To analyze the association of the closure of the Medicare Part D coverage gap with projected out-of-pocket costs over nine years for RA biologics, Erath and Stacie B. Dusetzina, PhD, also from the Vanderbilt University School of Medicine, conducted a cross-sectional study of available Medicare data. Using the Medicare Formulary and Pricing Files for the first quarter in each calendar year from 2010 to 2019, the researchers assessed data on 17 biologics used to treat RA.
Despite large reductions in out-of-pocket spending from 2010 to 2011, Medicare Part D beneficiaries who receive biologics for RA saw more than half of those savings lost by 2019 due to annual list price increases, according to data.
Exposures included Medicare Part D plan design and drug price by year. The primary outcome was the expected annual out-of-pocket costs for 1 year of treatment.

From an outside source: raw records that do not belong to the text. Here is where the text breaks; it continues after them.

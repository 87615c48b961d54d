use crate::constants::PARAM_CGI;
use crate::error::Result;
use crate::protocol::{CgiQuery, ParamList, ParamValue, parse_key_values, value_after_equals};
use crate::transport::Transport;
use crate::vapix::VapixCam;
use async_trait::async_trait;
use log::info;

/// A typed group of device parameters, sent with `param.cgi?action=update`.
pub trait ParameterSet: Send + Sync {
    /// The dotted parameter keys and values to update. Unset fields are left out.
    fn to_query(&self) -> CgiQuery;
}

#[derive(Debug, Clone, PartialEq, Eq)]
pub struct DeviceInfo {
    pub ip_address: String,
    pub brand: String,
    pub firmware_version: String,
}

#[async_trait]
pub trait Parameters: Send + Sync {
    /// List a parameter group (or everything). With `only_value`, return just
    /// the text after the first `=`.
    async fn get_parameters(&self, group: Option<&str>, only_value: bool) -> Result<String>;

    /// List a parameter group as decoded `key=value` pairs
    async fn list_parameters(&self, group: Option<&str>) -> Result<ParamList>;

    /// Update parameters by their full dotted keys
    async fn set_parameters(&self, params: &[(&str, ParamValue)]) -> Result<String>;

    /// Update the parameters of a typed setting group
    async fn apply<S: ParameterSet>(&self, settings: &S) -> Result<String>;

    /// IP address, brand and firmware version
    async fn device_info(&self) -> Result<DeviceInfo>;
}

fn list_query(group: Option<&str>) -> CgiQuery {
    CgiQuery::new()
        .with("action", "list")
        .with_opt("group", group)
}

#[async_trait]
impl<T: Transport> Parameters for VapixCam<T> {
    async fn get_parameters(&self, group: Option<&str>, only_value: bool) -> Result<String> {
        let text = self.get_text(PARAM_CGI, list_query(group)).await?;
        if only_value {
            return Ok(value_after_equals(&text));
        }
        Ok(text)
    }

    async fn list_parameters(&self, group: Option<&str>) -> Result<ParamList> {
        let text = self.get_text(PARAM_CGI, list_query(group)).await?;
        Ok(parse_key_values(&text))
    }

    async fn set_parameters(&self, params: &[(&str, ParamValue)]) -> Result<String> {
        let mut query = CgiQuery::new().with("action", "update");
        for (key, value) in params {
            query.push(*key, value);
        }
        info!("[{}] Updating {} parameter(s)", self.host(), params.len());
        self.get_text(PARAM_CGI, query).await
    }

    async fn apply<S: ParameterSet>(&self, settings: &S) -> Result<String> {
        let params = settings.to_query();
        if params.is_empty() {
            return Ok(String::new());
        }
        let query = CgiQuery::new().with("action", "update").merge(params);
        info!("[{}] Updating {} parameter(s)", self.host(), query.len() - 1);
        self.get_text(PARAM_CGI, query).await
    }

    async fn device_info(&self) -> Result<DeviceInfo> {
        let ip_address = self
            .get_parameters(Some("Network.eth0.IPAddress"), true)
            .await?;
        let brand = self.get_parameters(Some("Brand.Brand"), true).await?;
        let firmware_version = self
            .get_parameters(Some("Properties.Firmware.Version"), true)
            .await?;

        Ok(DeviceInfo {
            ip_address,
            brand,
            firmware_version,
        })
    }
}

#[cfg(test)]
mod tests {
    use super::*;
    use crate::mock::{MockTransport, camera};

    #[tokio::test]
    async fn get_parameters_only_value() {
        let cam = camera(MockTransport::new().reply(200, "Key=Value\r\n"));
        let value = cam.get_parameters(Some("Key"), true).await.unwrap();
        assert_eq!(value, "Value");

        let (path, query) = cam.transport.last_request();
        assert_eq!(path, "/axis-cgi/param.cgi");
        assert_eq!(query.get("action"), Some("list"));
        assert_eq!(query.get("group"), Some("Key"));
    }

    #[tokio::test]
    async fn get_parameters_without_group_lists_everything() {
        let cam = camera(MockTransport::new().reply(200, "a=1\r\nb=2\r\n"));
        let text = cam.get_parameters(None, false).await.unwrap();
        assert_eq!(text, "a=1\r\nb=2\r\n");
        assert_eq!(cam.transport.last_request().1.get("group"), None);
    }

    #[tokio::test]
    async fn only_value_falls_back_to_raw_text() {
        let cam = camera(MockTransport::new().reply(200, "# Error: Error -1 getting param"));
        let value = cam.get_parameters(Some("Nope"), true).await.unwrap();
        assert_eq!(value, "# Error: Error -1 getting param");
    }

    #[tokio::test]
    async fn set_parameters_sends_update() {
        let cam = camera(MockTransport::new());
        let reply = cam
            .set_parameters(&[
                ("Image.I0.Appearance.Rotation", 180.into()),
                ("Image.I0.Appearance.MirrorEnabled", false.into()),
            ])
            .await
            .unwrap();
        assert_eq!(reply, "OK");

        let (_, query) = cam.transport.last_request();
        assert_eq!(query.pairs()[0], ("action".to_string(), "update".to_string()));
        assert_eq!(query.get("Image.I0.Appearance.Rotation"), Some("180"));
        assert_eq!(query.get("Image.I0.Appearance.MirrorEnabled"), Some("no"));
    }

    #[tokio::test]
    async fn device_info_reads_three_parameters() {
        let cam = camera(
            MockTransport::new()
                .reply(200, "root.Network.eth0.IPAddress=10.0.220.152\r\n")
                .reply(200, "root.Brand.Brand=AXIS\r\n")
                .reply(200, "root.Properties.Firmware.Version=10.12.153\r\n"),
        );
        let info = cam.device_info().await.unwrap();
        assert_eq!(
            info,
            DeviceInfo {
                ip_address: "10.0.220.152".to_string(),
                brand: "AXIS".to_string(),
                firmware_version: "10.12.153".to_string(),
            }
        );
        assert_eq!(cam.transport.requests().len(), 3);
    }
}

According to the researchers, list prices increased each year for every included product, resulting in a mean increase of 160% for the six drugs available during the full study period. For these six biologics, projected mean annual out-of-pocket costs were 34% lower in 2011 than in 2010 — $6,108 in 2010 vs. $4,026 in 2011 — yet only 21% lower in 2019 — $4,801 — due to annual list price increases. Among the four products with higher out-of-pocket costs in 2019 than in the first year available, all entered the market between 2011 and 2015.
For all included biologics, the percentage of money spent in the catastrophic phase increased each year, and was a mean of 22% higher in 2019 than in 2010, or the year first available.
“The key takeaways are that while the closure of the Part D coverage gap has helped lower costs for seniors, patients taking expensive biologic drugs still face significant out-of-pocket costs and no annual cap on drug spending,” Erath said. “From a policy standpoint, our results support an annual cap on patients’ out-of-pocket costs as well as an annual limit on manufacturers’ increases of list prices.”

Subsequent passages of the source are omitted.